● TASK TO COMPLETE:
Should any entry seem unclear, still set it down exactly as given, along with all the others.

● Extracted records:
- - - -
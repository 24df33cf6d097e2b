use std::collections::BTreeMap;
use std::path::Path;

use encoding_rs::{BIG5, UTF_16BE};
use lopdf::content::Content;
use lopdf::{Document, Object, ObjectId};
use tracing::debug;

use crate::error::PipelineError;
use crate::options::PageSelection;
use crate::table_parse::row_cells;

/// Plain text of one PDF page, 1-based.
#[derive(Debug, Clone, PartialEq, Eq)]
pub(crate) struct PageText {
    pub page_number: u32,
    pub text: String,
}

/// Page texts plus the whole-document text `pdf-extract` produced, kept for
/// the document-level fallback.
#[derive(Debug, Clone, Default)]
pub(crate) struct DocumentText {
    pub pages: Vec<PageText>,
    pub full_text: Option<String>,
}

fn split_text_into_pages(raw_text: &str) -> Vec<String> {
    let mut pages = raw_text
        .split('\u{000C}')
        .map(str::to_string)
        .collect::<Vec<_>>();
    if pages.last().is_some_and(String::is_empty) {
        pages.pop();
    }
    pages
}

fn looks_decoding_broken(text: &str) -> bool {
    if text.contains("?Identity-H Unimplemented?") {
        return true;
    }

    let total = text.chars().count();
    if total == 0 {
        return false;
    }

    let replacement = text.matches('\u{FFFD}').count();
    let control = text
        .chars()
        .filter(|ch| ch.is_control() && !matches!(ch, '\n' | '\r' | '\t'))
        .count();

    replacement * 8 > total || control * 5 > total
}

fn decode_pdf_bytes(encoding: Option<&str>, bytes: &[u8]) -> String {
    let decoded = Document::decode_text(encoding, bytes);
    if !looks_decoding_broken(&decoded) {
        return decoded;
    }

    if bytes.starts_with(&[0xFE, 0xFF]) || bytes.starts_with(&[0xFF, 0xFE]) {
        let bytes = if bytes.len() > 2 { &bytes[2..] } else { bytes };
        let (utf16, had_errors) = UTF_16BE.decode_without_bom_handling(bytes);
        if !had_errors && !utf16.is_empty() {
            return utf16.into_owned();
        }
    }

    if let Some(name) = encoding {
        let lower = name.to_ascii_lowercase();

        if ["utf16", "ucs2", "identity-h", "unicode"]
            .iter()
            .any(|hint| lower.contains(hint))
        {
            let (utf16, had_errors) = UTF_16BE.decode_without_bom_handling(bytes);
            if !had_errors && !utf16.is_empty() {
                return utf16.into_owned();
            }
        }

        if ["big5", "b5", "eten", "cns"]
            .iter()
            .any(|hint| lower.contains(hint))
        {
            let (big5, _, had_errors) = BIG5.decode(bytes);
            if !had_errors && !big5.is_empty() {
                return big5.into_owned();
            }
        }
    }

    String::from_utf8_lossy(bytes).to_string()
}

/// Ranks candidate texts for one page. Lines that split into table rows
/// dominate the score; lines with digits add a little; garbled decoding is
/// heavily penalised.
fn table_likeness_score(text: &str) -> i64 {
    if text.trim().is_empty() {
        return i64::MIN / 4;
    }

    let mut non_empty_lines = 0_i64;
    let mut row_lines = 0_i64;
    let mut numeric_lines = 0_i64;

    for line in text.lines().map(str::trim).filter(|line| !line.is_empty()) {
        non_empty_lines += 1;
        if row_cells(line, 2).is_some() {
            row_lines += 1;
        }
        if line.chars().any(|ch| ch.is_ascii_digit()) {
            numeric_lines += 1;
        }
    }

    let broken_penalty = if looks_decoding_broken(text) { 800 } else { 0 };
    row_lines * 50 + numeric_lines * 15 + non_empty_lines - broken_penalty
}

fn choose_best_text(candidates: Vec<String>) -> String {
    candidates
        .into_iter()
        .max_by_key(|text| table_likeness_score(text))
        .unwrap_or_default()
}

fn extract_text_from_page_content(document: &Document, page_id: ObjectId) -> Option<String> {
    fn collect_text(text: &mut String, encoding: Option<&str>, operands: &[Object]) {
        for operand in operands {
            match operand {
                Object::String(bytes, _) => {
                    text.push_str(&decode_pdf_bytes(encoding, bytes));
                }
                Object::Array(items) => {
                    collect_text(text, encoding, items);
                    text.push(' ');
                }
                Object::Integer(value) if *value < -100 => text.push(' '),
                _ => {}
            }
        }
    }

    let raw_content = document.get_page_content(page_id).ok()?;
    let content = Content::decode(&raw_content).ok()?;
    let encodings = document
        .get_page_fonts(page_id)
        .into_iter()
        .map(|(name, font)| (name, font.get_font_encoding()))
        .collect::<BTreeMap<Vec<u8>, &str>>();

    let mut lines = Vec::new();
    let mut current = String::new();
    let mut current_encoding = None;
    for operation in content.operations {
        match operation.operator.as_str() {
            "Tf" => {
                if let Some(font_name) = operation
                    .operands
                    .first()
                    .and_then(|operand| operand.as_name().ok())
                {
                    current_encoding = encodings.get(font_name).copied();
                }
            }
            "Tj" | "TJ" | "'" | "\"" => {
                collect_text(&mut current, current_encoding, &operation.operands);
            }
            "T*" | "Td" | "TD" | "ET" => {
                if !current.trim().is_empty() {
                    lines.push(std::mem::take(&mut current));
                }
            }
            _ => {}
        }
    }

    if !current.trim().is_empty() {
        lines.push(current);
    }

    (!lines.is_empty()).then(|| lines.join("\n"))
}

/// Loads the PDF and picks the most table-like text for every selected page.
pub(crate) fn read_pdf_text(
    input_pdf: &Path,
    page_selection: Option<&PageSelection>,
) -> Result<DocumentText, PipelineError> {
    let document = Document::load(input_pdf).map_err(|error| PipelineError::SourceUnreadable {
        path: input_pdf.to_path_buf(),
        reason: error.to_string(),
    })?;
    let pages_map = document.get_pages();

    let whole_text = pdf_extract::extract_text(input_pdf).ok();
    let per_page = whole_text
        .as_deref()
        .map(split_text_into_pages)
        .filter(|pages| pages.len() == pages_map.len());

    let mut pages = Vec::new();
    for (index, (page_no, page_id)) in pages_map.iter().enumerate() {
        if page_selection.is_some_and(|selection| !selection.contains(*page_no)) {
            continue;
        }

        let mut candidates = Vec::new();
        if let Some(text) = per_page
            .as_ref()
            .and_then(|texts| texts.get(index).cloned())
            .filter(|text| !text.trim().is_empty())
        {
            candidates.push(text);
        }
        if let Some(text) = extract_text_from_page_content(&document, *page_id) {
            candidates.push(text);
        }
        if let Some(text) = document
            .extract_text(&[*page_no])
            .ok()
            .filter(|text| !text.trim().is_empty())
        {
            candidates.push(text);
        }

        debug!(page = *page_no, candidates = candidates.len(), "scored page text candidates");
        pages.push(PageText {
            page_number: *page_no,
            text: choose_best_text(candidates),
        });
    }

    if pages.is_empty() {
        return Err(PipelineError::InvalidOption(format!(
            "page selection matches none of the {} pages in '{}'",
            pages_map.len(),
            input_pdf.display()
        )));
    }

    Ok(DocumentText {
        pages,
        full_text: whole_text.filter(|text| !text.trim().is_empty()),
    })
}

#[cfg(test)]
mod tests {
    use super::{decode_pdf_bytes, split_text_into_pages, table_likeness_score};

    #[test]
    fn splits_form_feed_delimited_pages() {
        let pages = split_text_into_pages("p1\u{000C}p2\u{000C}");
        assert_eq!(pages, vec!["p1", "p2"]);
    }

    #[test]
    fn decodes_big5_when_encoding_hint_is_present() {
        let (bytes, _, had_errors) = encoding_rs::BIG5.encode("測試");
        assert!(!had_errors);
        let decoded = decode_pdf_bytes(Some("ETen-B5-H"), &bytes);
        assert_eq!(decoded, "測試");
    }

    #[test]
    fn tabular_text_outscores_prose() {
        let table = "Date  Amount\n2024-01-01  10.00\n2024-01-02  12.50";
        let prose = "A paragraph of text.\nAnother sentence follows here.";
        assert!(table_likeness_score(table) > table_likeness_score(prose));
    }
}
- - - -
● EXERCISE RESPONSE:
repository 24df33cf6d097e2b
use std::collections::BTreeMap;
use std::path::Path;

use encoding_rs::{BIG5, UTF_16BE};
use lopdf::content::Content;
use lopdf::{Document, Object, ObjectId};
use tracing::debug;

use crate::error::PipelineError;
use crate::options::PageSelection;
use crate::table_parse::row_cells;

/// Plain text of one PDF page, 1-based.
#[derive(Debug, Clone, PartialEq, Eq)]
pub(crate) struct PageText {
    pub page_number: u32,
    pub text: String,
}

/// Page texts plus the whole-document text `pdf-extract` produced, kept for
/// the document-level fallback.
#[derive(Debug, Clone, Default)]
pub(crate) struct DocumentText {
    pub pages: Vec<PageText>,
    pub full_text: Option<String>,
}

fn split_text_into_pages(raw_text: &str) -> Vec<String> {
    let mut pages = raw_text
        .split('\u{000C}')
        .map(str::to_string)
        .collect::<Vec<_>>();
    if pages.last().is_some_and(String::is_empty) {
        pages.pop();
    }
    pages
}

fn looks_decoding_broken(text: &str) -> bool {
    if text.contains("?Identity-H Unimplemented?") {
        return true;
    }

    let total = text.chars().count();
    if total == 0 {
        return false;
    }

    let replacement = text.matches('\u{FFFD}').count();
    let control = text
        .chars()
        .filter(|ch| ch.is_control() && !matches!(ch, '\n' | '\r' | '\t'))
        .count();

    replacement * 8 > total || control * 5 > total
}

fn decode_pdf_bytes(encoding: Option<&str>, bytes: &[u8]) -> String {
    let decoded = Document::decode_text(encoding, bytes);
    if !looks_decoding_broken(&decoded) {
        return decoded;
    }

    if bytes.starts_with(&[0xFE, 0xFF]) || bytes.starts_with(&[0xFF, 0xFE]) {
        let bytes = if bytes.len() > 2 { &bytes[2..] } else { bytes };
        let (utf16, had_errors) = UTF_16BE.decode_without_bom_handling(bytes);
        if !had_errors && !utf16.is_empty() {
            return utf16.into_owned();
        }
    }

    if let Some(name) = encoding {
        let lower = name.to_ascii_lowercase();

        if ["utf16", "ucs2", "identity-h", "unicode"]
            .iter()
            .any(|hint| lower.contains(hint))
        {
            let (utf16, had_errors) = UTF_16BE.decode_without_bom_handling(bytes);
            if !had_errors && !utf16.is_empty() {
                return utf16.into_owned();
            }
        }

        if ["big5", "b5", "eten", "cns"]
            .iter()
            .any(|hint| lower.contains(hint))
        {
            let (big5, _, had_errors) = BIG5.decode(bytes);
            if !had_errors && !big5.is_empty() {
                return big5.into_owned();
            }
        }
    }

    String::from_utf8_lossy(bytes).to_string()
}

/// Ranks candidate texts for one page. Lines that split into table rows
/// dominate the score; lines with digits add a little; garbled decoding is
/// heavily penalised.
fn table_likeness_score(text: &str) -> i64 {
    if text.trim().is_empty() {
        return i64::MIN / 4;
    }

    let mut non_empty_lines = 0_i64;
    let mut row_lines = 0_i64;
    let mut numeric_lines = 0_i64;

    for line in text.lines().map(str::trim).filter(|line| !line.is_empty()) {
        non_empty_lines += 1;
        if row_cells(line, 2).is_some() {
            row_lines += 1;
        }
        if line.chars().any(|ch| ch.is_ascii_digit()) {
            numeric_lines += 1;
        }
    }

    let broken_penalty = if looks_decoding_broken(text) { 800 } else { 0 };
    row_lines * 50 + numeric_lines * 15 + non_empty_lines - broken_penalty
}

fn choose_best_text(candidates: Vec<String>) -> String {
    candidates
        .into_iter()
        .max_by_key(|text| table_likeness_score(text))
        .unwrap_or_default()
}

fn extract_text_from_page_content(document: &Document, page_id: ObjectId) -> Option<String> {
    fn collect_text(text: &mut String, encoding: Option<&str>, operands: &[Object]) {
        for operand in operands {
            match operand {
                Object::String(bytes, _) => {
                    text.push_str(&decode_pdf_bytes(encoding, bytes));
                }
                Object::Array(items) => {
                    collect_text(text, encoding, items);
                    text.push(' ');
                }
                Object::Integer(value) if *value < -100 => text.push(' '),
                _ => {}
            }
        }
    }

    let raw_content = document.get_page_content(page_id).ok()?;
    let content = Content::decode(&raw_content).ok()?;
    let encodings = document
        .get_page_fonts(page_id)
        .into_iter()
        .map(|(name, font)| (name, font.get_font_encoding()))
        .collect::<BTreeMap<Vec<u8>, &str>>();

    let mut lines = Vec::new();
    let mut current = String::new();
    let mut current_encoding = None;
    for operation in content.operations {
        match operation.operator.as_str() {
            "Tf" => {
                if let Some(font_name) = operation
                    .operands
                    .first()
                    .and_then(|operand| operand.as_name().ok())
                {
                    current_encoding = encodings.get(font_name).copied();
                }
            }
            "Tj" | "TJ" | "'" | "\"" => {
                collect_text(&mut current, current_encoding, &operation.operands);
            }
            "T*" | "Td" | "TD" | "ET" => {
                if !current.trim().is_empty() {
                    lines.push(std::mem::take(&mut current));
                }
            }
            _ => {}
        }
    }

    if !current.trim().is_empty() {
        lines.push(current);
    }

    (!lines.is_empty()).then(|| lines.join("\n"))
}

/// Loads the PDF and picks the most table-like text for every selected page.
pub(crate) fn read_pdf_text(
    input_pdf: &Path,
    page_selection: Option<&PageSelection>,
) -> Result<DocumentText, PipelineError> {
    let document = Document::load(input_pdf).map_err(|error| PipelineError::SourceUnreadable {
        path: input_pdf.to_path_buf(),
        reason: error.to_string(),
    })?;
    let pages_map = document.get_pages();

    let whole_text = pdf_extract::extract_text(input_pdf).ok();
    let per_page = whole_text
        .as_deref()
        .map(split_text_into_pages)
        .filter(|pages| pages.len() == pages_map.len());

    let mut pages = Vec::new();
    for (index, (page_no, page_id)) in pages_map.iter().enumerate() {
        if page_selection.is_some_and(|selection| !selection.contains(*page_no)) {
            continue;
        }

        let mut candidates = Vec::new();
        if let Some(text) = per_page
            .as_ref()
            .and_then(|texts| texts.get(index).cloned())
            .filter(|text| !text.trim().is_empty())
        {
            candidates.push(text);
        }
        if let Some(text) = extract_text_from_page_content(&document, *page_id) {
            candidates.push(text);
        }
        if let Some(text) = document
            .extract_text(&[*page_no])
            .ok()
            .filter(|text| !text.trim().is_empty())
        {
            candidates.push(text);
        }

        debug!(page = *page_no, candidates = candidates.len(), "scored page text candidates");
        pages.push(PageText {
            page_number: *page_no,
            text: choose_best_text(candidates),
        });
    }

    if pages.is_empty() {
        return Err(PipelineError::InvalidOption(format!(
            "page selection matches none of the {} pages in '{}'",
            pages_map.len(),
            input_pdf.display()
        )));
    }

    Ok(DocumentText {
        pages,
        full_text: whole_text.filter(|text| !text.trim().is_empty()),
    })
}

#[cfg(test)]
mod tests {
    use super::{decode_pdf_bytes, split_text_into_pages, table_likeness_score};

    #[test]
    fn splits_form_feed_delimited_pages() {
        let pages = split_text_into_pages("p1\u{000C}p2\u{000C}");
        assert_eq!(pages, vec!["p1", "p2"]);
    }

    #[test]
    fn decodes_big5_when_encoding_hint_is_present() {
        let (bytes, _, had_errors) = encoding_rs::BIG5.encode("測試");
        assert!(!had_errors);
        let decoded = decode_pdf_bytes(Some("ETen-B5-H"), &bytes);
        assert_eq!(decoded, "測試");
    }

    #[test]
    fn tabular_text_outscores_prose() {
        let table = "Date  Amount\n2024-01-01  10.00\n2024-01-02  12.50";
        let prose = "A paragraph of text.\nAnother sentence follows here.";
        assert!(table_likeness_score(table) > table_likeness_score(prose));
    }
}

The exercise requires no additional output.